One day I was in a world that I did not know. [The entrance to the quest has been successfully completed! ]. [Quest (Main) – «Fix the world!». Content: This world was created by mixing four novels – Child Care, Contract Marriage, XXX, XXX. Genres are unknown. You must return the four distorted novels to the original. ]. But… I have no memory of their content. If I make a mistake… then I'm going to die?! Besides, the distorted web novel characters are interested in me! What should I do?!
Be RF Savvy or Die has a story by Moon Sihyun and art by Bammi, adapted by 1004 with English localization by Kakao Entertainment. Published by Tapas.
Is It Worth Reading?
Rebecca Silverman
Rating:
Oh no, I thought at first, Is Be RF Savvy or Die just another boilerplate isekai webtoon? It is, but thankfully not in the way you're thinking. Be RF Savvy or Die is very much a standard transmigration story, but it's 100% aware of that – in fact, the “RF” in its title stands for “romance fantasy,” and heroine Daline has to use all of her considerable knowledge of the genre to survive. She's been transported into a story world where four of the many, many web novels in various subgenres of fantasy romance she's read have become mixed up, and if she wants to make it home to Korea alive, she'll have to separate the stories and restore their tropes. The catch? Daline is dying, so if she screws up, it's all over, both for Daline and the young woman who has been transferred into her body.

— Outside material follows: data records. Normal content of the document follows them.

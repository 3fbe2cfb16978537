//! Token-keyed request/response correlation.

use std::cmp::Reverse;
use std::collections::{BinaryHeap, HashMap};

use knode_id::Id160;
use knode_wire::MessageBody;
use tokio::time::{Duration, Instant};

/// Why a registered request's `on_error` handler was invoked.
#[derive(Debug)]
pub enum DispatchError {
    /// No response arrived before the registered deadline.
    Timeout,
    /// The outbound send itself failed; no entry was ever registered.
    SendFailure(String),
}

struct PendingResponse {
    on_response: Box<dyn FnOnce(MessageBody)>,
    on_error: Box<dyn FnOnce(DispatchError)>,
    deadline: Instant,
}

/// Maps correlation tokens to their waiting handlers.
///
/// Exactly one of a registered entry's `on_response` / `on_error` is ever
/// invoked, and the entry is removed on first invocation, whichever comes
/// first. A token is expected to be unique per outstanding request (callers
/// draw it by uniformly random 160-bit sampling, e.g. [`Id160::random`]).
#[derive(Default)]
pub struct Dispatcher {
    pending: HashMap<Id160, PendingResponse>,
    deadlines: BinaryHeap<Reverse<(Instant, Id160)>>,
}

impl Dispatcher {
    /// Create an empty dispatcher.
    pub fn new() -> Self {
        Self::default()
    }

    /// Register a handler pair for `token`, to expire after `ttl`.
    pub fn register(
        &mut self,
        token: Id160,
        ttl: Duration,
        on_response: impl FnOnce(MessageBody) + 'static,
        on_error: impl FnOnce(DispatchError) + 'static,
    ) {
        let deadline = Instant::now() + ttl;
        self.pending.insert(
            token,
            PendingResponse {
                on_response: Box::new(on_response),
                on_error: Box::new(on_error),
                deadline,
            },
        );
        self.deadlines.push(Reverse((deadline, token)));
    }

    /// Deliver a response for `token`, if a matching entry is registered.
    ///
    /// If no entry exists (an `UnassociatedToken`), the message is silently
    /// dropped, as the protocol does not treat this as an error condition.
    pub fn deliver(&mut self, token: Id160, body: MessageBody) {
        if let Some(entry) = self.pending.remove(&token) {
            (entry.on_response)(body);
        } else {
            tracing::debug!(?token, "dropping response for unassociated token");
        }
    }

    /// The number of outstanding registrations.
    pub fn len(&self) -> usize {
        self.pending.len()
    }

    /// Whether there are no outstanding registrations.
    pub fn is_empty(&self) -> bool {
        self.pending.is_empty()
    }

    /// The earliest deadline among outstanding entries, if any.
    pub fn next_deadline(&self) -> Option<Instant> {
        self.deadlines.peek().map(|Reverse((deadline, _))| *deadline)
    }

    /// Sleep until the earliest outstanding deadline, or forever if none.
    pub async fn wait_next(&self) {
        match self.next_deadline() {
            Some(deadline) => tokio::time::sleep_until(deadline).await,
            None => std::future::pending::<()>().await,
        }
    }

    /// Fire `on_error(Timeout)` for every entry whose deadline has passed.
    pub fn expire_due(&mut self) {
        let now = Instant::now();
        while let Some(Reverse((deadline, token))) = self.deadlines.peek().copied() {
            if deadline > now {
                break;
            }
            self.deadlines.pop();
            // The token may already have been delivered and removed; a stale
            // deadline entry for it is simply skipped.
            if let Some(entry) = self.pending.remove(&token) {
                (entry.on_error)(DispatchError::Timeout);
            }
        }
    }
}
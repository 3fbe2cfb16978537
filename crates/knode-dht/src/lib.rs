//! # knode-dht
//!
//! The Kademlia DHT engine: the XOR-metric routing table with bucket
//! splitting and a replacement cache, the iterative lookup tasks
//! (`FIND_NODE` / `FIND_VALUE` / `STORE_VALUE`), bootstrap, liveness
//! (`PING`), and the engine that ties routing table + network + value store
//! together into one event loop.
//!
//! ## Key parameters
//!
//! | Parameter | Value |
//! |---|---|
//! | `K` (bucket size) | 8 |
//! | `ALPHA` (lookup parallelism) | 3 |
//! | `DEPTH_B` | 5 |
//! | `REDUNDANT_SAVE_COUNT` | 3 |
//! | `NODE_FAILED_COMMS_BEFORE_STALE` | 2 |
//! | `NODE_INACTIVE_TIME_BEFORE_QUESTIONABLE` | 15 min |
//! | `PERIODIC_REFRESH_TIMER` | 6 s |
//! | `BUCKET_INACTIVE_TIME_BEFORE_REFRESH` | 1200 s |
//! | `REQUEST_TIMEOUT` | 2 s |
//! | `SAFE_PAYLOAD_SIZE` | 1452 B |
//! | `KEYSIZE_BITS` | 160 |

use std::time::Duration;

pub mod bootstrap;
pub mod bucket;
pub mod engine;
pub mod lookup;
pub mod node;
pub mod routing;
pub mod store;

pub use bootstrap::bootstrap_from_urls;
pub use bucket::{AddOutcome, KBucket};
pub use engine::Engine;
pub use node::Node;
pub use routing::RoutingTable;
pub use store::ValueStore;

/// Maximum number of live peers held by one k-bucket.
pub const K: usize = 8;

/// Lookup parallelism: concurrent in-flight requests per iterative task.
pub const ALPHA: usize = 3;

/// Depth below which bucket splitting is permitted outside the self-bucket,
/// enabling finer-grained routing near the local node's own id.
pub const DEPTH_B: u32 = 5;

/// Number of `Responded` candidates a `STORE_VALUE` lookup replicates to.
pub const REDUNDANT_SAVE_COUNT: usize = 3;

/// Consecutive failed requests after which a node is considered stale.
pub const NODE_FAILED_COMMS_BEFORE_STALE: u32 = 2;

/// How long a node may go unheard from before it is "questionable".
pub const NODE_INACTIVE_TIME_BEFORE_QUESTIONABLE: Duration = Duration::from_secs(15 * 60);

/// Interval between engine refresh ticks.
pub const PERIODIC_REFRESH_TIMER: Duration = Duration::from_secs(6);

/// How long a bucket may go unchanged before its refresh lookup fires.
pub const BUCKET_INACTIVE_TIME_BEFORE_REFRESH: Duration = Duration::from_secs(1200);

/// Deadline for a single dispatcher-registered request.
pub const REQUEST_TIMEOUT: Duration = Duration::from_secs(2);

/// Largest payload that fits in one safe UDP datagram.
pub const SAFE_PAYLOAD_SIZE: usize = knode_net::SAFE_PAYLOAD_SIZE;

/// Width, in bits, of a node/key identifier.
pub const KEYSIZE_BITS: u32 = knode_id::BITS;

/// Error kinds raised by the DHT engine.
#[derive(Debug, thiserror::Error)]
pub enum DhtError {
    /// An endpoint factory could not produce a requested-family endpoint.
    #[error("invalid address: {0}")]
    InvalidAddress(String),

    /// A `FIND_VALUE` lookup exhausted its candidate set without finding
    /// the value.
    #[error("value not found")]
    ValueNotFound,

    /// A `STORE_VALUE` lookup found no `Responded` candidates to store to.
    #[error("initial peer failed to respond")]
    InitialPeerFailedToRespond,

    /// Bootstrap failed to discover any peers via its seed list.
    #[error("bootstrap failed: {0}")]
    BootstrapFailed(String),

    /// A bootstrap peer URL did not match `knode://<40-hex>@<ip>:<port>`.
    #[error("invalid bootstrap peer url: {0}")]
    InvalidPeerUrl(String),

    /// The underlying network layer reported a non-suppressed transport
    /// failure.
    #[error("transport error: {0}")]
    Transport(String),
}

/// Convenience result type for DHT operations.
pub type Result<T> = std::result::Result<T, DhtError>;
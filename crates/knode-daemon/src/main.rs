//! knode-daemon: the Kademlia DHT network daemon.
//!
//! Single OS process running a single-threaded Tokio runtime: the engine's
//! routing table, value store, and dispatcher are `Rc<RefCell<_>>`-shared
//! and never cross a thread boundary, so the whole daemon runs inside one
//! `LocalSet`.

mod config;

use std::net::SocketAddr;

use knode_dht::Engine;
use knode_net::Channel;
use tracing::{error, info, warn};

use crate::config::DaemonConfig;

#[tokio::main(flavor = "current_thread")]
async fn main() -> anyhow::Result<()> {
    tracing_subscriber::fmt()
        .with_env_filter(
            tracing_subscriber::EnvFilter::from_default_env().add_directive("knode=info".parse()?),
        )
        .init();

    let local = tokio::task::LocalSet::new();
    local.run_until(run()).await
}

async fn run() -> anyhow::Result<()> {
    info!("knode daemon starting");

    // 1. Load config.
    let config = DaemonConfig::load(None)?;
    let self_id = config.self_id()?;

    // 2. Bind the UDP socket.
    let bind_addr = SocketAddr::new(config.internal_ip, config.udp_port);
    let channel = Channel::bind(bind_addr)
        .await
        .map_err(|e| anyhow::anyhow!("failed to bind UDP socket on {bind_addr}: {e}"))?;
    let bound_addr = channel.local_addr();
    info!(%bound_addr, id = %self_id, "UDP socket bound");
    if config.ipv6_bind.is_some() {
        warn!("ipv6_bind is configured but dual-stack binding is not yet implemented; ignoring");
    }

    // 3. Build the engine and start its event loop.
    let engine = Engine::new(self_id, channel, config.bucket_size);
    let loop_handle = engine.clone();
    tokio::task::spawn_local(async move { loop_handle.run().await });

    // 4. Bootstrap, or declare ourselves a bootstrap node.
    if config.bootstrap_peers.is_empty() {
        info!("no bootstrap peers configured; running as a bootstrap node");
    } else {
        match knode_dht::bootstrap_from_urls(&engine, &config.bootstrap_peers).await {
            Ok(()) => info!(
                peer_count = config.bootstrap_peers.len(),
                "bootstrap complete"
            ),
            Err(e) => error!(error = %e, "bootstrap failed; continuing with an empty routing table"),
        }
    }

    // 5. Run until interrupted.
    tokio::signal::ctrl_c().await?;
    info!("Ctrl-C received, shutting down");

    info!("knode daemon stopped");
    Ok(())
}
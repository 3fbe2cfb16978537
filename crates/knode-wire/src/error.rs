//! Wire-decode error taxonomy.

/// Errors produced while decoding a header or message body.
///
/// All three variants are "drop the message" errors — none of them are
/// fatal to the engine, callers simply discard the datagram.
#[derive(Debug, thiserror::Error, PartialEq, Eq)]
pub enum WireError {
    /// The buffer ended before a complete value could be read.
    #[error("truncated message: needed {needed} more byte(s)")]
    Truncated {
        /// How many additional bytes would have been needed.
        needed: usize,
    },

    /// A decoded tag (message type, address family) was out of range.
    #[error("malformed message: {0}")]
    Malformed(String),

    /// The header's protocol version was not the one this node supports.
    #[error("unsupported protocol version {got}, expected {expected}")]
    ProtocolVersion {
        /// The version byte found on the wire.
        got: u8,
        /// The version this implementation supports.
        expected: u8,
    },
}
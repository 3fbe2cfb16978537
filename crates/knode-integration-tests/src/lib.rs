//! Integration test crate for the Kademlia DHT.
//!
//! This crate has no library code — it only contains integration tests
//! that exercise end-to-end flows across `knode-id`, `knode-wire`,
//! `knode-net`, and `knode-dht`, running real engines over real loopback
//! UDP sockets rather than mocking the network.
//! # knode-id
//!
//! Fundamental value types shared by every layer of the `knode` DHT:
//!
//! - [`Id160`] — the 160-bit node/key identifier and its XOR metric.
//! - [`Endpoint`] — an IP address + UDP port pair.
//!
//! These are kept in their own crate, below the wire, transport, and
//! protocol layers that consume them, so `knode-wire`, `knode-net`, and
//! `knode-dht` can all depend on this crate without depending on each other.

mod endpoint;
mod id160;

pub use endpoint::Endpoint;
pub use id160::{IdError, Id160, BITS, BYTES};
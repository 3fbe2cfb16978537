//! # knode-wire
//!
//! The binary wire format spoken between `knode` peers: a fixed header
//! (sender id, message type, correlation token) followed by a type-specific
//! body. Every integer is little-endian except `Id160`, which is written in
//! its natural big-endian byte order since it is a byte string, not an
//! integer the codec interprets.
//!
//! This crate only knows how to turn [`Header`] + [`MessageBody`] pairs into
//! bytes and back; it has no notion of sockets, timers, or routing tables —
//! those live in `knode-net` and `knode-dht`.

mod codec;
mod error;
mod header;
mod message;

pub use codec::{Reader, Writer};
pub use error::WireError;
pub use header::{Header, MessageType, HEADER_LEN, PROTOCOL_VERSION};
pub use message::{MessageBody, MAX_PEERS_HINT};

/// Encode a header and body pair into a single datagram payload.
pub fn encode(header: &Header, body: &MessageBody) -> Vec<u8> {
    let mut w = Writer::new();
    header.encode(&mut w);
    body.encode(&mut w);
    w.into_bytes()
}

/// Decode a datagram payload into its header and body.
pub fn decode(bytes: &[u8]) -> Result<(Header, MessageBody), WireError> {
    let mut r = Reader::new(bytes);
    let header = Header::decode(&mut r)?;
    let body = MessageBody::decode(header.message_type, &mut r)?;
    Ok((header, body))
}
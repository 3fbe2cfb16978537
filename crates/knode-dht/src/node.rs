//! A routing-table peer record.

use std::fmt;
use std::time::{Duration, Instant};

use knode_id::{Endpoint, Id160};

use crate::{NODE_FAILED_COMMS_BEFORE_STALE, NODE_INACTIVE_TIME_BEFORE_QUESTIONABLE};

/// A known peer: identity, address, and liveness bookkeeping.
///
/// Two nodes are considered equal when either their IDs *or* their endpoints
/// match — a peer that reappears under a new ID at a previously-known
/// address, or under the same ID at a new address, is still "the same node"
/// for bucket membership purposes.
#[derive(Clone, Debug)]
pub struct Node {
    /// The peer's 160-bit identity.
    pub id: Id160,
    /// The peer's last-known network address.
    pub endpoint: Endpoint,
    /// Consecutive failed requests since the last success.
    pub failed_requests: u32,
    /// When this peer was last heard from.
    pub last_seen: Instant,
}

impl Node {
    /// Construct a freshly-seen node.
    pub fn new(id: Id160, endpoint: Endpoint) -> Self {
        Self {
            id,
            endpoint,
            failed_requests: 0,
            last_seen: Instant::now(),
        }
    }

    /// Mark this node as seen right now, clearing its failure count.
    pub fn touch(&mut self) {
        self.last_seen = Instant::now();
        self.failed_requests = 0;
    }

    /// Record a failed request against this node.
    pub fn record_failure(&mut self) {
        self.failed_requests += 1;
    }

    /// A node is stale once it has failed `NODE_FAILED_COMMS_BEFORE_STALE`
    /// consecutive requests.
    pub fn is_stale(&self) -> bool {
        self.failed_requests >= NODE_FAILED_COMMS_BEFORE_STALE
    }

    /// A node is questionable once it has been silent longer than
    /// `NODE_INACTIVE_TIME_BEFORE_QUESTIONABLE`.
    pub fn is_questionable(&self) -> bool {
        self.last_seen.elapsed() > NODE_INACTIVE_TIME_BEFORE_QUESTIONABLE
    }

    /// How long it has been since this node was last seen.
    pub fn idle_for(&self) -> Duration {
        self.last_seen.elapsed()
    }
}

impl PartialEq for Node {
    fn eq(&self, other: &Self) -> bool {
        self.id == other.id || self.endpoint == other.endpoint
    }
}

impl fmt::Display for Node {
    fn fmt(&self, f: &mut fmt::Formatter<'_>) -> fmt::Result {
        write!(
            f,
            "knode://{}@{}:{}",
            self.id.to_hex(),
            self.endpoint.ip(),
            self.endpoint.port()
        )
    }
}
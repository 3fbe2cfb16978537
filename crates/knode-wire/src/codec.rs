//! Low-level little-endian primitives shared by [`crate::header`] and
//! [`crate::message`].
//!
//! All multi-byte integers are written least-significant-byte-first.
//! `Id160` is the one exception: it is written in its natural big-endian
//! byte order, since it already *is* a byte string, not an integer the
//! codec interprets.

use std::net::{IpAddr, Ipv4Addr, Ipv6Addr};

use knode_id::{Endpoint, Id160};

use crate::error::WireError;

/// An append-only byte buffer writer.
#[derive(Default)]
pub struct Writer {
    buf: Vec<u8>,
}

impl Writer {
    /// Create an empty writer.
    pub fn new() -> Self {
        Self::default()
    }

    /// Consume the writer, returning the accumulated bytes.
    pub fn into_bytes(self) -> Vec<u8> {
        self.buf
    }

    /// Append a single byte.
    pub fn put_u8(&mut self, v: u8) {
        self.buf.push(v);
    }

    /// Append a `u16` in little-endian order.
    pub fn put_u16(&mut self, v: u16) {
        self.buf.extend_from_slice(&v.to_le_bytes());
    }

    /// Append a `u32` in little-endian order.
    pub fn put_u32(&mut self, v: u32) {
        self.buf.extend_from_slice(&v.to_le_bytes());
    }

    /// Append an `Id160` in its natural (big-endian) byte order.
    pub fn put_id(&mut self, id: &Id160) {
        self.buf.extend_from_slice(id.as_bytes());
    }

    /// Append a length-prefixed byte vector: `u32 LE length | bytes`.
    pub fn put_bytes(&mut self, data: &[u8]) {
        self.put_u32(data.len() as u32);
        self.buf.extend_from_slice(data);
    }

    /// Append a node: `id | port:u16 | address_tag:u8 | address_bytes`.
    pub fn put_node(&mut self, id: &Id160, endpoint: &Endpoint) {
        self.put_id(id);
        self.put_u16(endpoint.port());
        match endpoint.ip() {
            IpAddr::V4(v4) => {
                self.put_u8(1);
                self.buf.extend_from_slice(&v4.octets());
            }
            IpAddr::V6(v6) => {
                self.put_u8(2);
                self.buf.extend_from_slice(&v6.octets());
            }
        }
    }
}

/// A cursor-based byte buffer reader.
pub struct Reader<'a> {
    buf: &'a [u8],
    pos: usize,
}

impl<'a> Reader<'a> {
    /// Wrap `buf` for sequential reading from the start.
    pub fn new(buf: &'a [u8]) -> Self {
        Self { buf, pos: 0 }
    }

    fn require(&self, n: usize) -> Result<(), WireError> {
        let remaining = self.buf.len() - self.pos;
        if remaining < n {
            return Err(WireError::Truncated { needed: n - remaining });
        }
        Ok(())
    }

    /// Read a single byte.
    pub fn get_u8(&mut self) -> Result<u8, WireError> {
        self.require(1)?;
        let v = self.buf[self.pos];
        self.pos += 1;
        Ok(v)
    }

    /// Read a little-endian `u16`.
    pub fn get_u16(&mut self) -> Result<u16, WireError> {
        self.require(2)?;
        let v = u16::from_le_bytes(self.buf[self.pos..self.pos + 2].try_into().unwrap());
        self.pos += 2;
        Ok(v)
    }

    /// Read a little-endian `u32`.
    pub fn get_u32(&mut self) -> Result<u32, WireError> {
        self.require(4)?;
        let v = u32::from_le_bytes(self.buf[self.pos..self.pos + 4].try_into().unwrap());
        self.pos += 4;
        Ok(v)
    }

    /// Read a 20-byte `Id160`.
    pub fn get_id(&mut self) -> Result<Id160, WireError> {
        self.require(knode_id::BYTES)?;
        let mut bytes = [0u8; knode_id::BYTES];
        bytes.copy_from_slice(&self.buf[self.pos..self.pos + knode_id::BYTES]);
        self.pos += knode_id::BYTES;
        Ok(Id160::from_bytes(bytes))
    }

    /// Read a length-prefixed byte vector.
    pub fn get_bytes(&mut self) -> Result<Vec<u8>, WireError> {
        let len = self.get_u32()? as usize;
        self.require(len)?;
        let out = self.buf[self.pos..self.pos + len].to_vec();
        self.pos += len;
        Ok(out)
    }

    /// Read a node: `id | port:u16 | address_tag:u8 | address_bytes`.
    pub fn get_node(&mut self) -> Result<(Id160, Endpoint), WireError> {
        let id = self.get_id()?;
        let port = self.get_u16()?;
        let tag = self.get_u8()?;
        let ip = match tag {
            1 => {
                self.require(4)?;
                let mut octets = [0u8; 4];
                octets.copy_from_slice(&self.buf[self.pos..self.pos + 4]);
                self.pos += 4;
                IpAddr::V4(Ipv4Addr::from(octets))
            }
            2 => {
                self.require(16)?;
                let mut octets = [0u8; 16];
                octets.copy_from_slice(&self.buf[self.pos..self.pos + 16]);
                self.pos += 16;
                IpAddr::V6(Ipv6Addr::from(octets))
            }
            other => {
                return Err(WireError::Malformed(format!(
                    "unknown address tag {other}"
                )))
            }
        };
        Ok((id, Endpoint::new(ip, port)))
    }

    /// Return the remaining unread bytes without consuming them.
    pub fn remaining(&self) -> &'a [u8] {
        &self.buf[self.pos..]
    }

    /// Returns whether every byte has been consumed.
    pub fn is_empty(&self) -> bool {
        self.pos == self.buf.len()
    }
}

These first fifteen chapters remind me of nothing so much as Life with an Ordinary Guy Who Reincarnated into a Total Fantasy Knockout. The “fairy” who's supposedly helping Daline is a total troll, tossing emojis at her instead of answers and playing around with the information they dole out. Sure, they give her a wristwatch that will light up when she encounters one of the main characters, but it's a world based on a time before wristwatches were a thing – and one that flashes certainly attracts attention to her weird “bracelet.” Daline also has none of her original body's memories when she wakes up, so she's at a total disadvantage as she tries to sort through tropes, genres, and characters to save herself.
The story is spot-on with its skewering of the typical clichés. Daline's first thought is to collect portraits of all of the guys with weird hair colors or specific physical traits to find the heroes, and when she figures out which novel she's working with for the first of the four, we get a fake cover and hashtags along with internet comments about it. The book is in the “adored baby” subgenre, and the translation does an astounding job with the overexaggerated baby talk the toddler heroine uses – poor Daline can barely understand her, it's so overdone. That the baby princess is also the reincarnation of a warmongering king and constantly wants alcohol and cigarettes is just the icing on the cake. This series knows its clichés.
The art isn't quite as good as the writing, although it is still good enough. Daline's clothes seem to be from a different era than everyone else's, although that may be deliberate to make her stand out, and there's an unpolished quality to a lot of it. The artist also doesn't do anything spectacular with the vertical format, although, again, it's definitely good enough to read. If you're ready to see some shoujo-style isekai tropes skewered, it's worth checking this out.